Sounds like a right twat. Why would you choose to be friends with this guy? His redeeming qualities would have to be exceptional! Please do share them.

phoTToniq


----------



## Dotti (Mar 9, 2003)

Are you still as friendly with him after this debate? :-/


----------



## Major Audi Parts Guru (May 7, 2002)

> I'd keep the 50% you were going to spend on the cost of the suit and save all the money you were going to spend on a gift, give the wedding a miss and go out and have a jolly good piss up! ;D


I totally agree ;D tell yer mate where he can poke his suit


----------



## ^outt^kast^ (Jun 7, 2002)

mmmmm.......is it just me who likes tight c*nts ?

If I was you i'd just conveniently forget his wedding .....and go on a holiday instead


----------



## vagman (Sep 6, 2002)

Hey Chip, yer mate seems positively generous compared to us Scots. 

This thread reminds me of a bloke I know who dropped a 10p piece and it hit him on the back of the head on the way down. ;D


----------



## pgm (May 7, 2002)

> Hey Chip, yer mate seems positively generous compared to us Scots.
> 
> This thread reminds me of a bloke I know who dropped a 10p piece and it hit him on the back of the head on the way down. ;D


LOL ;D

Weddings in general are a pisstake. I [email protected]*ing hate them! Mercenary bastards who are only interested in the presents.
You sit there watching two people gibbering on about til death do us part, next thing you know they're getting divorced! Well they should give back the presents with interest! Tossers! 
Bugger them, as suggested go on holiday, enjoy yourself and leave the sausage rolls and crab paste sandwichs behind!

PS I'm not married


----------



## vlastan (May 6, 2002)

Hey chip...did you say you are Italian?

Take the wedding to Italy and there is no need for the groom to provide any kind of clothing to the guests!!


----------



## chip (Dec 24, 2002)

> Hey chip...did you say you are Italian?
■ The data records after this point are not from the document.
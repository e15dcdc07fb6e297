use async_trait::async_trait;

use crate::agent::LoopPhase;
use crate::error::Result;
use crate::llm::ModelCompletion;
use crate::message::{Message, ToolCall, ToolResult};

/// Observation seam around the agent loop. All methods default to no-ops;
/// a failing hook aborts the invocation.
#[async_trait]
pub trait AgentHook: Send + Sync {
    /// Called on every state-machine transition, including terminal ones.
    async fn on_phase(&self, _phase: LoopPhase) {}

    async fn before_model(&self, _messages: &[Message]) -> Result<()> {
        Ok(())
    }

    async fn after_model(&self, _completion: &ModelCompletion) -> Result<()> {
        Ok(())
    }

    async fn before_tool_call(&self, _call: &ToolCall) -> Result<()> {
        Ok(())
    }

    async fn after_tool_result(&self, _result: &ToolResult) -> Result<()> {
        Ok(())
    }
}
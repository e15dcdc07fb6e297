use async_trait::async_trait;
use serde_json::Value;

use crate::error::{Result, SquallError};
use crate::schema::{FieldKind, Schema};
use crate::tool::{Tool, ToolContext, ToolRegistry};

/// The canned demo tools: a weather lookup and a context-backed user
/// location lookup.
pub fn weather_toolkit() -> Result<ToolRegistry> {
    let mut registry = ToolRegistry::new();
    registry.register(GetWeatherForLocation)?;
    registry.register(GetUserLocation)?;
    Ok(registry)
}

struct GetWeatherForLocation;

#[async_trait]
impl Tool for GetWeatherForLocation {
    fn name(&self) -> &str {
        "get_weather_for_location"
    }

    fn description(&self) -> &str {
        "Get the weather for a given city."
    }

    fn parameters(&self) -> Schema {
        Schema::object()
            .required("city", FieldKind::String)
            .describe("city", "The city to get the weather for")
    }

    async fn call(&self, args: Value, _ctx: &ToolContext) -> Result<Value> {
        let city = args
            .get("city")
            .and_then(Value::as_str)
            .ok_or_else(|| SquallError::ToolInvocation {
                name: "get_weather_for_location".into(),
                source: "missing `city` argument".into(),
            })?;
        Ok(Value::String(format!("It's always sunny in {city}!")))
    }
}

struct GetUserLocation;

#[async_trait]
impl Tool for GetUserLocation {
    fn name(&self) -> &str {
        "get_user_location"
    }

    fn description(&self) -> &str {
        "Retrieve the user's location from the thread context."
    }

    async fn call(&self, _args: Value, ctx: &ToolContext) -> Result<Value> {
        let location = match ctx.get("user_id").and_then(Value::as_str) {
            Some("1") => "Florida",
            _ => "SF",
        };
        Ok(Value::String(location.into()))
    }
}
use thiserror::Error;

use crate::schema::SchemaIssues;

pub type Result<T> = std::result::Result<T, SquallError>;

#[derive(Debug, Error)]
pub enum SquallError {
    #[error("tool `{0}` is already registered")]
    DuplicateTool(String),

    #[error("tool `{0}` not found")]
    UnknownTool(String),

    #[error("arguments for tool `{tool}` rejected: {issues}")]
    InvalidArguments { tool: String, issues: SchemaIssues },

    #[error("tool `{name}` invocation failed: {source}")]
    ToolInvocation {
        name: String,
        #[source]
        source: Box<dyn std::error::Error + Send + Sync>,
    },

    #[error("tool `{name}` failed {attempts} times within one invocation")]
    RepeatedToolFailure { name: String, attempts: usize },

    #[error("language model error: {0}")]
    Provider(String),

    #[error("invocation exceeded the round limit of {limit}")]
    RoundLimit { limit: usize },

    #[error("final reply rejected by the output schema: {0}")]
    InvalidReply(SchemaIssues),

    #[error("invocation cancelled before completion")]
    Cancelled,

    #[error("storage error: {0}")]
    Storage(String),

    #[error("configuration error: {0}")]
    Config(String),

    #[error(transparent)]
    Serde(#[from] serde_json::Error),
}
Italian!!! where did you get that from? ??? ??? If you saw a picture of me, you can understand why i'm pissing with laughter right now  
My bruv-in-law is a ***, but that's the nearest Italian connection!
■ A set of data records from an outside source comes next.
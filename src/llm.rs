use std::collections::VecDeque;
use std::sync::{Arc, Mutex};

use async_trait::async_trait;
use serde::Deserialize;
use serde_json::Value;
use uuid::Uuid;

use crate::error::{Result, SquallError};
use crate::message::{Message, ToolCall};
use crate::schema::Schema;
use crate::tool::ToolDescription;

/// One serialized consultation of the language model: full history, system
/// instructions, tool declarations, and the expected reply shape.
pub struct ModelRequest<'a> {
    pub system: &'a str,
    pub messages: &'a [Message],
    pub tools: &'a [ToolDescription],
    pub reply_schema: Option<&'a Schema>,
}

/// What the model answered with: a final-answer candidate, a batch of tool
/// calls, or both (content accompanying calls is kept as commentary).
#[derive(Debug, Clone, PartialEq)]
pub struct ModelCompletion {
    pub content: Option<String>,
    pub tool_calls: Vec<ToolCall>,
}

impl ModelCompletion {
    pub fn has_tool_calls(&self) -> bool {
        !self.tool_calls.is_empty()
    }
}

/// Minimal abstraction around a chat completion provider. Provider failures
/// are fatal to the invocation; the runtime never retries them on its own.
#[async_trait]
pub trait LanguageModel: Send + Sync {
    async fn complete_chat(&self, request: ModelRequest<'_>) -> Result<ModelCompletion>;
}

/// A deterministic model used for tests and demos. Replays scripted JSON
/// directives, one per consultation.
pub struct ScriptedModel {
    responses: Mutex<VecDeque<String>>,
}

impl ScriptedModel {
    pub fn new(responses: Vec<String>) -> Arc<Self> {
        Arc::new(Self {
            responses: Mutex::new(responses.into()),
        })
    }
}

#[derive(Debug, Deserialize)]
#[serde(tag = "action", rename_all = "snake_case")]
enum ScriptedDirective {
    Respond { content: String },
    CallTool { name: String, arguments: Value },
    CallTools { calls: Vec<ScriptedCall> },
}

#[derive(Debug, Deserialize)]
struct ScriptedCall {
    name: String,
    arguments: Value,
}

fn scripted_call(name: String, arguments: Value) -> ToolCall {
    ToolCall {
        id: Uuid::new_v4().to_string(),
        name,
        arguments,
    }
}

#[async_trait]
impl LanguageModel for ScriptedModel {
    async fn complete_chat(&self, _request: ModelRequest<'_>) -> Result<ModelCompletion> {
        let raw = {
            let mut locked = self
                .responses
                .lock()
                .map_err(|_| SquallError::Provider("scripted model lock poisoned".into()))?;
            locked.pop_front().ok_or_else(|| {
                SquallError::Provider("ScriptedModel ran out of scripted responses".into())
            })?
        };

        match serde_json::from_str::<ScriptedDirective>(&raw) {
            Ok(ScriptedDirective::Respond { content }) => Ok(ModelCompletion {
                content: Some(content),
                tool_calls: Vec::new(),
            }),
            Ok(ScriptedDirective::CallTool { name, arguments }) => Ok(ModelCompletion {
                content: None,
                tool_calls: vec![scripted_call(name, arguments)],
            }),
            Ok(ScriptedDirective::CallTools { calls }) => Ok(ModelCompletion {
                content: None,
                tool_calls: calls
                    .into_iter()
                    .map(|call| scripted_call(call.name, call.arguments))
                    .collect(),
            }),
            // Anything that is not a directive is treated as plain content.
            Err(_) => Ok(ModelCompletion {
                content: Some(raw),
                tool_calls: Vec::new(),
            }),
        }
    }
}
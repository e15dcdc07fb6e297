use std::env;
use std::path::Path;

use serde::{Deserialize, Serialize};

use crate::error::{Result, SquallError};

/// Loop-bounding knobs for the runtime.
#[derive(Debug, Clone, Serialize, Deserialize, PartialEq, Eq)]
pub struct EngineConfig {
    /// Model-consultation rounds allowed per invocation.
    #[serde(default = "default_max_rounds")]
    pub max_rounds: usize,
    /// Failures of a single tool tolerated within one invocation.
    #[serde(default = "default_max_tool_failures")]
    pub max_tool_failures: usize,
    /// Re-prompts allowed when the final reply fails schema validation.
    #[serde(default = "default_reply_retries")]
    pub reply_retries: usize,
}

fn default_max_rounds() -> usize {
    8
}

fn default_max_tool_failures() -> usize {
    3
}

fn default_reply_retries() -> usize {
    1
}

impl Default for EngineConfig {
    fn default() -> Self {
        Self {
            max_rounds: default_max_rounds(),
            max_tool_failures: default_max_tool_failures(),
            reply_retries: default_reply_retries(),
        }
    }
}

impl EngineConfig {
    pub async fn from_path(path: impl AsRef<Path>) -> Result<Self> {
        let raw = tokio::fs::read_to_string(path.as_ref()).await.map_err(|err| {
            SquallError::Config(format!(
                "failed to read `{}`: {err}",
                path.as_ref().display()
            ))
        })?;
        toml::from_str(&raw).map_err(|err| SquallError::Config(format!("invalid engine config: {err}")))
    }

    /// Layer `SQUALL_*` environment overrides on top of this config.
    pub fn with_env_overrides(mut self) -> Self {
        if let Some(value) = env_usize("SQUALL_MAX_ROUNDS") {
            self.max_rounds = value;
        }
        if let Some(value) = env_usize("SQUALL_MAX_TOOL_FAILURES") {
            self.max_tool_failures = value;
        }
        if let Some(value) = env_usize("SQUALL_REPLY_RETRIES") {
            self.reply_retries = value;
        }
        self
    }
}

fn env_usize(key: &str) -> Option<usize> {
    let raw = env::var(key).ok()?;
    match raw.parse() {
        Ok(value) => Some(value),
        Err(_) => {
            tracing::warn!(%key, %raw, "ignoring unparsable engine override");
            None
        }
    }
}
Looking at the responses, I'm very tempted with the holiday option!


----------



## vlastan (May 6, 2002)

Sorry chip...I think I confused you with another forum member that comes from Italy.

The Italian chap is pass55.


----------



## Dubcat (Jun 10, 2002)

Chip - how does one NOT look italian exactly?


----------



## chip (Dec 24, 2002)

> Chip - how does one NOT look italian exactly?


quite easy if your all descendents originates from the Asian continent..


----------



## garyc (May 7, 2002)

> Hey Chip, yer mate seems positively generous compared to us Scots.
> 
> This thread reminds me of a bloke I know who dropped a 10p piece and it hit him on the back of the head on the way down. ;D


Class ;D

In answer to your flame I think you have no alternative but to wear jeans with bleached thighs'n'arse, a polyester track suit top with three silly stripes down the arms, a wooly hat, grown a goaty, and wear plimsolls.

He'll get the message.

Failing that Kell knows a place to hire dodgy wedding suits - he may do you a deal.

Personally I wouldn't fucking go - but then I hate weddings.


----------



## Dubcat (Jun 10, 2002)

> quite easy if your all descendents originates from the Asian continent..


That does not stop you looking Italian man! They will think you are Sicillian. I am assuming you mean South East Asia...


----------



## Wax_wizard (May 9, 2002)

you pay the usher outfit and ask him to buy you a swissol wax kit so that you can come to the wedding in a shiney car! See what he says about that idea.


----------



## chip (Dec 24, 2002)

Wax

my next flame will be unwarranted sales pitch in the Flame room! 

but if you give me 50% discount, u may have a deal.....


----------



## Dubcat (Jun 10, 2002)

> Wax
> 
> my next flame will be unwarranted sales pitch in the Flame room!
> 
> but if you give me 50% discount, u may have a deal.....


Definitely DESI! Looking for DISCOUNT!  Shaabash mate


----------